Frascos do multivitamínico foram enviados por Bellucci para um laboratório nos Estados Unidos e para outro em Montréal, no Canadá, certificado pela WADA, que comprovaram a contaminação em diversos frascos. Além disso, o tenista fez voluntariamente exames de urina e cabelo fora do país para comprovar que não usou nenhuma substância proibida para melhora de performance ou drogas sociais. Os resultados foram negativos e aceitos pela ITF, que atestou o consumo não intencional da substância e lhe deu uma pena branda.

"Após longa análise dos fatos pela ITF, a entidade optou por uma pena branda de cinco meses, o mínimo possível em um caso desses que poderia ser de até quatro anos", disse o advogado Pedro Fida, especialista em doping e sócio do Bichara e Motta Advogados.

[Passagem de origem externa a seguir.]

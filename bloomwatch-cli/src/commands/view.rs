//! `view` command: build the combined map view for an area.

use super::common::{format_cloud, print_json, read_image, DateArgs, OutputFormat};
use crate::error::CliError;
use crate::runner::CliRunner;
use bloomwatch::aggregate::{LayerStack, MapViewModel};
use bloomwatch::geo::RawQuery;
use clap::Args;
use serde::Serialize;
use std::path::PathBuf;

/// Area around a geocoded address when --radius-m is not given.
const DEFAULT_RADIUS_M: f64 = 10_000.0;

#[derive(Debug, Args)]
pub struct ViewArgs {
    /// Bounding box as min_lon,min_lat,max_lon,max_lat
    #[arg(long, allow_hyphen_values = true, required_unless_present = "near")]
    pub bbox: Option<String>,

    /// Address or place name to centre the view on instead of --bbox
    #[arg(long, conflicts_with = "bbox")]
    pub near: Option<String>,

    /// Half-size of the area around --near, in metres
    #[arg(long, default_value_t = DEFAULT_RADIUS_M)]
    pub radius_m: f64,

    /// Tile layer identifier
    #[arg(long)]
    pub layer: String,

    #[command(flatten)]
    pub dates: DateArgs,

    /// Map zoom level (clamped to the configured range)
    #[arg(long)]
    pub zoom: Option<String>,

    /// Image to classify alongside the view
    #[arg(long)]
    pub image: Option<PathBuf>,

    #[arg(long, value_enum, default_value_t)]
    pub format: OutputFormat,
}

#[derive(Serialize)]
struct ViewOutput<'a> {
    view: &'a MapViewModel,
    stack: LayerStack,
}

impl ViewArgs {
    fn to_query(&self, bbox: &str) -> Result<RawQuery, CliError> {
        let mut query = RawQuery::new(bbox, &self.layer);
        if let Some(date) = &self.dates.date {
            query = query.with_date(date);
        }
        if let (Some(start), Some(end)) = (&self.dates.start, &self.dates.end) {
            query = query.with_range(start, end);
        }
        if let Some(zoom) = &self.zoom {
            query = query.with_zoom(zoom);
        }
        if let Some(path) = &self.image {
            query = query.with_image(read_image(path)?);
        }
        Ok(query)
    }
}

pub async fn run(runner: &CliRunner, args: ViewArgs) -> Result<(), CliError> {
    runner.log_startup("view");
    let service = runner.create_service()?;

    let bbox = match (&args.near, &args.bbox) {
        (Some(address), _) => service.locate(address, args.radius_m).await?.to_string(),
        (None, Some(bbox)) => bbox.clone(),
        (None, None) => {
            return Err(CliError::InvalidArgument(
                "either --bbox or --near is required".to_string(),
            ))
        }
    };
    let query = args.to_query(&bbox)?;

    let view = service.build_view(&query).await?;
    let stack = LayerStack::from_view(&view);

    match args.format {
        OutputFormat::Json => print_json(&ViewOutput { view: &view, stack })?,
        OutputFormat::Text => print_text(&view, &stack),
    }

    service.shutdown();
    Ok(())
}

fn print_text(view: &MapViewModel, stack: &LayerStack) {
    let query = &view.query;
    println!("Map view");
    println!("========");
    println!("  Area:   {}", query.bbox);
    println!("  Dates:  {}", query.date_range);
    println!(
        "  Center: {:.4}, {:.4} (zoom {})",
        stack.center.0, stack.center.1, stack.zoom
    );
    println!();

    match &stack.tiles {
        Some(tiles) => {
            println!("Layer: {} ({})", tiles.name, tiles.layer_id);
            println!("  Time:       {}", tiles.time);
            println!("  Projection: {}", tiles.projection);
            println!("  Tiles:      {}", tiles.url_template);
        }
        None => println!("Layer: unavailable"),
    }
    println!();

    println!("Scenes: {}", stack.overlays.len());
    for overlay in &stack.overlays {
        println!(
            "  {:>2}. {}  {}  cloud {}",
            overlay.rank + 1,
            overlay.date,
            overlay.scene_id,
            format_cloud(overlay.cloud_cover_pct)
        );
    }

    if let Some(badge) = &stack.badge {
        println!();
        println!(
            "Classification: {} ({}%, model {}){}",
            badge.label,
            badge.confidence_pct,
            badge.model_version,
            if badge.clamped { " [clamped]" } else { "" }
        );
    }

    if !stack.notices.is_empty() {
        println!();
        for notice in &stack.notices {
            println!("! {}", notice.message);
        }
    }
}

"Foram levadas em consideração a diligência e a reputação do Thomaz, bem como todas as provas médicas e científicas apresentadas, somadas ao uso não intencional da substância e a ausência de melhora de performance", explicou Fida. "A decisão final foi tomada no dia 31 de dezembro sem necessidade de ida ao tribunal. Alcançou-se um acordo entre as partes".

A suspensão de cinco meses teve início no dia 1º de setembro de 2017 e terminará no dia 31 de janeiro de 2018. Bellucci perde os 90 pontos no ranking, ganhos no ATP de Bastad e premiação em dinheiro de 4.875 euros em simples e 3.720 euros em duplas. Todos os resultados e premiação após o torneio de Bastad, inclusive do US Open, foram mantidos. Parceiro de duplas e técnico do paulista, André Sá também não terá desconto em pontos ou premiação.